Copy out each line below containing "KeyEventKind".
#### INPUT FOR THIS TASK ####
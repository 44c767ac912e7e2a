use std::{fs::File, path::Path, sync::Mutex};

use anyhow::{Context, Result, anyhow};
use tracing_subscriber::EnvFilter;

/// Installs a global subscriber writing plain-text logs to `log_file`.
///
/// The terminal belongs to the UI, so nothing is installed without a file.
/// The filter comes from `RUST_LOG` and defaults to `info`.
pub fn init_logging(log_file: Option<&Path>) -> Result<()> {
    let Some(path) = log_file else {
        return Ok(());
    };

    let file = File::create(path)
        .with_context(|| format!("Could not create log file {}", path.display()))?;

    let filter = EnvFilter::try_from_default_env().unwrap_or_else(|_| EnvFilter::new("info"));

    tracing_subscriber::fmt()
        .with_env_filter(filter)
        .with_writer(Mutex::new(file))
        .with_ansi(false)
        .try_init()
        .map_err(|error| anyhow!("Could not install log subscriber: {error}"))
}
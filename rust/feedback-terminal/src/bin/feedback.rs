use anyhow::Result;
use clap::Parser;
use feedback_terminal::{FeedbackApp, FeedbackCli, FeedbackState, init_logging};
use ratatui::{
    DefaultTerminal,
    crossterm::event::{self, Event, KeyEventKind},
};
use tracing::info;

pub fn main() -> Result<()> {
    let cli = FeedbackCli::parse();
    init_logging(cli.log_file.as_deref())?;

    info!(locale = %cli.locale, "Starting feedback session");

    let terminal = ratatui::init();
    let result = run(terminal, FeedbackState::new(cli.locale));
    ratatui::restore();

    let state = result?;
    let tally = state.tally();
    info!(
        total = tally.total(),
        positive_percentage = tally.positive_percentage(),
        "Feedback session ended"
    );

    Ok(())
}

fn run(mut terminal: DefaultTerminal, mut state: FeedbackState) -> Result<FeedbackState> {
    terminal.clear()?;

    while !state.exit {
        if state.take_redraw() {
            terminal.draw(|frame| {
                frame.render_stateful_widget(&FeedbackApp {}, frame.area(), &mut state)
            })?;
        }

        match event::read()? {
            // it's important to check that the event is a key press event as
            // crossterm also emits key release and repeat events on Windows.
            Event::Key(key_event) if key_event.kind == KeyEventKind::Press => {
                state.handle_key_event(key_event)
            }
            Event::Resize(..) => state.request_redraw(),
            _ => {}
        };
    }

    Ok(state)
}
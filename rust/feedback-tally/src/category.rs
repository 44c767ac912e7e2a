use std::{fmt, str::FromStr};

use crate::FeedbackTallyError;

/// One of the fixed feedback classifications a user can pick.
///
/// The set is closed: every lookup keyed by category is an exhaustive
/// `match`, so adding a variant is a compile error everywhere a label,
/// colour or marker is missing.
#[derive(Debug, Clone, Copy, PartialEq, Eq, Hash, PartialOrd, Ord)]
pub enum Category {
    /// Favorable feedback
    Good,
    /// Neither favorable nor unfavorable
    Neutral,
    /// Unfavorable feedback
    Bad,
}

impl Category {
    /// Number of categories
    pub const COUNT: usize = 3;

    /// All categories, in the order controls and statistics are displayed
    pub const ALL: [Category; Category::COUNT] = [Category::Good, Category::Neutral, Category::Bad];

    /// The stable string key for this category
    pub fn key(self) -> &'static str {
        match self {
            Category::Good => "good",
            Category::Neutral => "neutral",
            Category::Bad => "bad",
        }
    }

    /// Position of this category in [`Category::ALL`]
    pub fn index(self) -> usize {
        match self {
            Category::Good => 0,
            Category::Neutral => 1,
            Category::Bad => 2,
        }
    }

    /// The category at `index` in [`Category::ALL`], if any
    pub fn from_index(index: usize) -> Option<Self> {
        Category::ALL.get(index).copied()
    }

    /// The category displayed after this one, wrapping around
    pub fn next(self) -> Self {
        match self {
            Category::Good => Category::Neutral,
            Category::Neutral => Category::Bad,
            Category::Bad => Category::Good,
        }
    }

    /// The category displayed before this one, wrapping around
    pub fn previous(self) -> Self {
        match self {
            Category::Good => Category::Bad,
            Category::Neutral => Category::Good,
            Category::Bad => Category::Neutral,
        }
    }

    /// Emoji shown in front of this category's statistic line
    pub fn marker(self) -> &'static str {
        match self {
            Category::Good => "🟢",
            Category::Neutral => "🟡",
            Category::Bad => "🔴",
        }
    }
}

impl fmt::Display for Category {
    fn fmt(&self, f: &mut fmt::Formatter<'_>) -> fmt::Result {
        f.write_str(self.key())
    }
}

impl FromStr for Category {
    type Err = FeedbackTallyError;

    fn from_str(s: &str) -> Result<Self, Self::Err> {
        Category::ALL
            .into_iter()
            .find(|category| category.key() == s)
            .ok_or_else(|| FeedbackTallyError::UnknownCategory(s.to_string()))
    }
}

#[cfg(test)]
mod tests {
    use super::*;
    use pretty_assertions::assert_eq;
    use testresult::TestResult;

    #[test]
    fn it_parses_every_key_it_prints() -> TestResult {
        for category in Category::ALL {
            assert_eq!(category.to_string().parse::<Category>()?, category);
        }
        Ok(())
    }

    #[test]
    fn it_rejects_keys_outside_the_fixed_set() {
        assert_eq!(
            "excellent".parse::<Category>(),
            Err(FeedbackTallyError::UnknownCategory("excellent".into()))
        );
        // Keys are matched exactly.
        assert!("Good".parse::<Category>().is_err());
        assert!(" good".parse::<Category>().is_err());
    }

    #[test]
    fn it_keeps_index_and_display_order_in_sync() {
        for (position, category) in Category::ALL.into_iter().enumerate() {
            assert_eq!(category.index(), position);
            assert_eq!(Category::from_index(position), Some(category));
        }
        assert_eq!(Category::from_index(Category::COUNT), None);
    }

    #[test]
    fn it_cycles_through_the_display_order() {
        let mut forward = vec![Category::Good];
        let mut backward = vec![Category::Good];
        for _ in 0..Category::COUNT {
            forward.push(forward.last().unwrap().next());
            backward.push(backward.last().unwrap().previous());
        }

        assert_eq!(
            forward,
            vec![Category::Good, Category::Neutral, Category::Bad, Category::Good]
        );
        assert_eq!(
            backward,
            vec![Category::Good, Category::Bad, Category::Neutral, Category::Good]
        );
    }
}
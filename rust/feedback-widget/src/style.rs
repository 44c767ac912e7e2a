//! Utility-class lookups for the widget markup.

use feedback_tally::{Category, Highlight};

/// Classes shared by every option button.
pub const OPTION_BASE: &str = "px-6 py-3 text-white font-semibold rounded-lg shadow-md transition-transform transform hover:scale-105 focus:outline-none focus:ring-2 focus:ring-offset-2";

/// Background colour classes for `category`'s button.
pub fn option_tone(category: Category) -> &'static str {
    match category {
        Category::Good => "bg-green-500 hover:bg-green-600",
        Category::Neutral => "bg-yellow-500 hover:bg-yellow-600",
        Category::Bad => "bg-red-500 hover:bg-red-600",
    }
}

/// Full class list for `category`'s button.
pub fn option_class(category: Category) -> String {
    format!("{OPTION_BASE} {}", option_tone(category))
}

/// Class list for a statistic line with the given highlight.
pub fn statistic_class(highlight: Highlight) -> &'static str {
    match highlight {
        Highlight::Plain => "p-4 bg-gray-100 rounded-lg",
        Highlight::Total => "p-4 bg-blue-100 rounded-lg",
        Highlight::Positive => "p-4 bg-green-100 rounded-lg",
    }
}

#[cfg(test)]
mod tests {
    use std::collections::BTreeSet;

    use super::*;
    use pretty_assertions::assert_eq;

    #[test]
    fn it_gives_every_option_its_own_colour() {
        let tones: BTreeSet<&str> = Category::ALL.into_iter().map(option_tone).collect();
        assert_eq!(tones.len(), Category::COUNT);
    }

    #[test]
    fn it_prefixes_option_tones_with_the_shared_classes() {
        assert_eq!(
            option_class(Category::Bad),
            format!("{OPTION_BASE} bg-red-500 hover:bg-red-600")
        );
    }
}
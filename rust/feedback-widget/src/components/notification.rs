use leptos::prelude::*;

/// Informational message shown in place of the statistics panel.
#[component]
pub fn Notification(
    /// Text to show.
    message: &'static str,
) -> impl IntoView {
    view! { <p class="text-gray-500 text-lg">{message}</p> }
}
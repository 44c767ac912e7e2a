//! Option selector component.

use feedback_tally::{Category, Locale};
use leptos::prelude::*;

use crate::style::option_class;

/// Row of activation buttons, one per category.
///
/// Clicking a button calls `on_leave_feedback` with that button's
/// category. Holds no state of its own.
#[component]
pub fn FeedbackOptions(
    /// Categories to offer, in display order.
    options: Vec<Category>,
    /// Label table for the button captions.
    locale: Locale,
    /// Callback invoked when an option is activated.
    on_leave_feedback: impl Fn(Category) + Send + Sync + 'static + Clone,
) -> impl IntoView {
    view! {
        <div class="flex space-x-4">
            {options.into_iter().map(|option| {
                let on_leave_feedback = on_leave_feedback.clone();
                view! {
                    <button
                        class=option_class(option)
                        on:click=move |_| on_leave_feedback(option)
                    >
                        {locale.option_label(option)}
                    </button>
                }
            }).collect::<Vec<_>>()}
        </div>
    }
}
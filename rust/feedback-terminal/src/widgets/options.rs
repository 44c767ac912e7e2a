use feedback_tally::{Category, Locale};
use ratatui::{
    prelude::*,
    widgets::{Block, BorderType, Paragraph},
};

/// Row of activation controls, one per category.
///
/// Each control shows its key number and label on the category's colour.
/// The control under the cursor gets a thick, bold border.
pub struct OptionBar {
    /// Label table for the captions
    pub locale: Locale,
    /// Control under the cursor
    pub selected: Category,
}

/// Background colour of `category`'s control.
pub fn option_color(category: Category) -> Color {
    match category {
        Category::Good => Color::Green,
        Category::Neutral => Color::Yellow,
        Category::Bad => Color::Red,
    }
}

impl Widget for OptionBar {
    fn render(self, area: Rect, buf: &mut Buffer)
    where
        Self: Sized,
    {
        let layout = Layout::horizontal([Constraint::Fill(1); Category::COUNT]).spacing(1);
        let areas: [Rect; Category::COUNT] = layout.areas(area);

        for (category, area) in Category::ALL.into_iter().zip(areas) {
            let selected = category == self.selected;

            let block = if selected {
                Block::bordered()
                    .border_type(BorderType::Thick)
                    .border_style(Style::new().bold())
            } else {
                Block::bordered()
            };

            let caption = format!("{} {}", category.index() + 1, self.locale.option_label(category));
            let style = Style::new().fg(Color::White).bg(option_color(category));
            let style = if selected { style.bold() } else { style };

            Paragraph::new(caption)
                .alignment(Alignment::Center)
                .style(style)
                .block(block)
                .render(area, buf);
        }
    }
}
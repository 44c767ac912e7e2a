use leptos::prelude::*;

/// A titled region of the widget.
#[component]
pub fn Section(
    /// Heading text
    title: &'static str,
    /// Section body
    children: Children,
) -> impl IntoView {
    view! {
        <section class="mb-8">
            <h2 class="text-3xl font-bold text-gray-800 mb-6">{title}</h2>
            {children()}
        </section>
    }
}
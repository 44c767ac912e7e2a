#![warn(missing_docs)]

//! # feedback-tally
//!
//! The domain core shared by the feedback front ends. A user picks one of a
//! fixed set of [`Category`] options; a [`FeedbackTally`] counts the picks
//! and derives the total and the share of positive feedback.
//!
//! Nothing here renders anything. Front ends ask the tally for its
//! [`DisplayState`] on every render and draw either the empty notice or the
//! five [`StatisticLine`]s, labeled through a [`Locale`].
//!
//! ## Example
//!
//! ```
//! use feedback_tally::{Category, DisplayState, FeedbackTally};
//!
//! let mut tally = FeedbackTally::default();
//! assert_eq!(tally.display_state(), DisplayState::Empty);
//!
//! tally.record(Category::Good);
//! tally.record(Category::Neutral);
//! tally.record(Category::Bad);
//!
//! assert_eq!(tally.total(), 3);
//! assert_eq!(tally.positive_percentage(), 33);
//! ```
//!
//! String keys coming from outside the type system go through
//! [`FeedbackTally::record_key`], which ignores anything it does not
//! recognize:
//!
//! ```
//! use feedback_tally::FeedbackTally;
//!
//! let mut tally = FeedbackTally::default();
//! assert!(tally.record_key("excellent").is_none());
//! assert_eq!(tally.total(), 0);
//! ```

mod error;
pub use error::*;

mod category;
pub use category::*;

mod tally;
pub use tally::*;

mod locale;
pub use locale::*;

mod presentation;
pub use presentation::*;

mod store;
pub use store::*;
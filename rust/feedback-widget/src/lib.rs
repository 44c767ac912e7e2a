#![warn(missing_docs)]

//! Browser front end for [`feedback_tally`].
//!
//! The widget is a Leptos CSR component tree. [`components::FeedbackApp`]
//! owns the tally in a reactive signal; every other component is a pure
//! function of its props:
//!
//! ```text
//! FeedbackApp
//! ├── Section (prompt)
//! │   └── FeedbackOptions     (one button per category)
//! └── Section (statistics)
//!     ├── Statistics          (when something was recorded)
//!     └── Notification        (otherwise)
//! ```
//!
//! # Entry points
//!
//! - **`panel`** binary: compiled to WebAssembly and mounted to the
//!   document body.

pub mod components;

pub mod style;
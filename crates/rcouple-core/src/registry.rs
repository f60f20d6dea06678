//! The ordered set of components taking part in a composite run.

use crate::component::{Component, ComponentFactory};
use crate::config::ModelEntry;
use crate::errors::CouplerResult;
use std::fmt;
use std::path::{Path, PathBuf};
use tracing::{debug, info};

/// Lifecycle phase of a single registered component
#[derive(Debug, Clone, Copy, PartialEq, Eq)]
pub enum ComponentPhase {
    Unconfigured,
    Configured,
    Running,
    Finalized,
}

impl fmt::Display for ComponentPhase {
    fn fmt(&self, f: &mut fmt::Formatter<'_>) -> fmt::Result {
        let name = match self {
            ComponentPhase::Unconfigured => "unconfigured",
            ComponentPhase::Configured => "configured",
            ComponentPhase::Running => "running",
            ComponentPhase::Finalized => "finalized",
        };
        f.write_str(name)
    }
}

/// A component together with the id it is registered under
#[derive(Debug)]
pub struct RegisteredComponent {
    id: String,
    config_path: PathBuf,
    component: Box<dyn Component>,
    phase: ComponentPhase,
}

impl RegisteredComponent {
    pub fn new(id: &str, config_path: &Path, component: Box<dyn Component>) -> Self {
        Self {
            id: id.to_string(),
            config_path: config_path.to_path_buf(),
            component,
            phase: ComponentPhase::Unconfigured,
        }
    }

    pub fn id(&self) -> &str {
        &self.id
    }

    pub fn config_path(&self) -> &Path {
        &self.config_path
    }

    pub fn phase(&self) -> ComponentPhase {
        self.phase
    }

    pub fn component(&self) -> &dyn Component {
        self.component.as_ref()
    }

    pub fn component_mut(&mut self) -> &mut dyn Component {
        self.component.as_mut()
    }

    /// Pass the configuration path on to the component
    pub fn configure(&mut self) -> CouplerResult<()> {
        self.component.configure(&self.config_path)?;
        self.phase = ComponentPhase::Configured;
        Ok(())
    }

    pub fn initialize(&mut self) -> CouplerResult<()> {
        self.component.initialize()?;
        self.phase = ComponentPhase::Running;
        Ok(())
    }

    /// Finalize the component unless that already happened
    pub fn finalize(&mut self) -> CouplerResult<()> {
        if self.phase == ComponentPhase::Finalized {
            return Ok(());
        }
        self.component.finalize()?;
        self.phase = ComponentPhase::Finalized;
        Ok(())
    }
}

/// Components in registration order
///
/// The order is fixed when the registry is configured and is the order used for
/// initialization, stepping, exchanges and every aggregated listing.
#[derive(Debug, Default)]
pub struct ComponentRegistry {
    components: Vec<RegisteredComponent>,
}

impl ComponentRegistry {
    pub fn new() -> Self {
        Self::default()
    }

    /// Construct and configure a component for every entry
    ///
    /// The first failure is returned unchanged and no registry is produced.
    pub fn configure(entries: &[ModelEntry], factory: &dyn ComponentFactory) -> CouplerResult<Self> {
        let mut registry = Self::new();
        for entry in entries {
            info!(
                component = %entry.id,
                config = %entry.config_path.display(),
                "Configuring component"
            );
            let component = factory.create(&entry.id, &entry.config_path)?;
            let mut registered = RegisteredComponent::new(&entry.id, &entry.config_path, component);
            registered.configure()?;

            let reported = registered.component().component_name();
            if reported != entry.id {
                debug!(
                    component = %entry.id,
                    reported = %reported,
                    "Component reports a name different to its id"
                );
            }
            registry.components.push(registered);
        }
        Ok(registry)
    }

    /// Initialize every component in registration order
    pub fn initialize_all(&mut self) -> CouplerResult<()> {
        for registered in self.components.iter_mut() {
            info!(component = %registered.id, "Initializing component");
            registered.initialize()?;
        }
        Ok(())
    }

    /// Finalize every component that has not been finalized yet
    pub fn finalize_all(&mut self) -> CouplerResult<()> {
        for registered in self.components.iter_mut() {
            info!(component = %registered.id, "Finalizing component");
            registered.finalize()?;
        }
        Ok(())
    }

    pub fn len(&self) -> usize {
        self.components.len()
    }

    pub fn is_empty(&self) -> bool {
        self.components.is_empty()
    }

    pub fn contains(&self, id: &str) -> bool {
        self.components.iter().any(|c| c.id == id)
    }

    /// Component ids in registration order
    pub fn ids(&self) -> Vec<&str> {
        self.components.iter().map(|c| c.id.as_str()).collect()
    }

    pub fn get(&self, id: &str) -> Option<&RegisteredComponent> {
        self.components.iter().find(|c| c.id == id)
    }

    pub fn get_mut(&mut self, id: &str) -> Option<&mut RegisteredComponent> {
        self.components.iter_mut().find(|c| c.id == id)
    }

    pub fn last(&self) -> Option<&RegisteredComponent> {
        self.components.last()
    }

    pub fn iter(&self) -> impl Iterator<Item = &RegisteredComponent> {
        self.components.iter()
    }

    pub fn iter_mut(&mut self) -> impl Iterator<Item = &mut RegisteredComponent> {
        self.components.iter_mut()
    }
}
####
EXPECTED ANSWER:
    crossterm::event::{self, Event, KeyEventKind},
            Event::Key(key_event) if key_event.kind == KeyEventKind::Press => {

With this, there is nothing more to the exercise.